After the hour of repetitive conversation with my mother,
which always depresses me, we had a major crisis. When I arrived, her
door was ajar, not closed, which surprises me because you have to make an
effort to leave it open, since it locks automatically.
She was worried, as she always is, because there was
something she needed to ask me, but couldnt remember what it was. Then
she asked me to check her door because there was something wrong with it.
She said she couldn't get it to close and was afraid someone was going to
get angry with her for leaving it open.
I checked the door and it was closed, and told her it seemed
fine, which seemed to calm her. I chalked it up to one of the odd
fears she sometimes has.
Toward the end of the visit, I got up to get her laundry to
take home and wash and I noticed that her room keys were not on the counter
where she keeps them. I didn't say anything, but started looking
around and they were nowhere. She realized I was looking for something
and asked what I was doing. I told her that her keys were missing.

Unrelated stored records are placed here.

//! # Holdfast
//!
//! A generic repository and unit-of-work persistence core for Rust.
//!
//! ## Features
//!
//! - **Entity Contracts**: Base identity/timestamp traits with an optional
//!   soft-delete capability
//! - **Composable Query Expressions**: Fluent `OrderBy`/`ThenBy` and
//!   `Include`/`ThenInclude` builders whose legal call order is enforced by
//!   the types
//! - **Pagination**: Page descriptors with total/last-page bookkeeping
//! - **Generic Repository**: Full CRUD plus a find/paginate surface covering
//!   every combination of predicate, ordering and eager-load composition
//! - **Unit of Work**: Explicit transaction lifecycle over a per-scope
//!   change-tracking context
//! - **Soft Delete Support**: Staged removals of soft-delete entities become
//!   timestamped updates at save time; default queries hide deleted rows
//! - **Validation Adapter**: Uniform field→messages error maps over the
//!   `validator` engine
//!
//! ## Quick Start
//!
//! ```rust,ignore
//! use holdfast::prelude::*;
//!
//! #[derive(Clone)]
//! struct User {
//!     id: Uuid,
//!     created_at: DateTime<Utc>,
//!     updated_at: Option<DateTime<Utc>>,
//!     deleted_at: Option<DateTime<Utc>>,
//!     email: String,
//! }
//!
//! impl_soft_delete_entity!(User);
//!
//! let context = Arc::new(DataContext::new());
//! context.register_soft_delete::<User>()?;
//!
//! let users: Repository<User> = context.repository();
//! let mut uow = UnitOfWork::new(Arc::clone(&context));
//!
//! uow.begin().await?;
//! users.add(user).await?;
//! uow.commit().await?;
//!
//! let page = users
//!     .paginate_order_by(|order| order.by_ascending(|u: &User| u.email.clone()), 1, 20)
//!     .await?;
//! ```

pub mod clock;
pub mod core;
pub mod query;
pub mod store;
pub mod validation;

/// Re-exports of commonly used types and traits
pub mod prelude {
    // === Core ===
    pub use crate::clock::{Clock, FixedClock, SystemClock};
    pub use crate::core::{
        entity::{Entity, SoftDelete},
        error::{StoreError, StoreResult, ValidationFailure},
    };

    // === Macros ===
    pub use crate::{impl_entity, impl_soft_delete_entity};

    // === Query expressions ===
    pub use crate::query::{
        Includable, IncludeKind, IncludePath, Navigation, NavigationSource, OrderBy,
        OrderByDirection, OrderThenBy, PaginatedSet, Query,
    };

    // === Store ===
    pub use crate::store::{
        ContextFactory, ContextProfile, DataContext, DataContextFactory, EntryState, Repository,
        RepositorySource, UnitOfWork,
    };

    // === Validation ===
    pub use crate::validation::{ValidationOutcome, validate, validate_all};

    // === External dependencies ===
    pub use async_trait::async_trait;
    pub use chrono::{DateTime, Utc};
    pub use std::sync::Arc;
    pub use uuid::Uuid;
}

She immediately got what Walt describes as the "kid caught with her hand in
the cookie jar" attitude and told me she knew nothing about it. She
never used the keys. Someone must have put them somewhere.
She helped me look and at one point was standing in the
living room saying "I can't even remember which shoes we are looking for."
I am afraid I yelled at her that we weren't looking for shoes, we
were looking for keys. She was sitting on the couch with her head in
her hands and I felt guilty for letting her know how frustrated I was.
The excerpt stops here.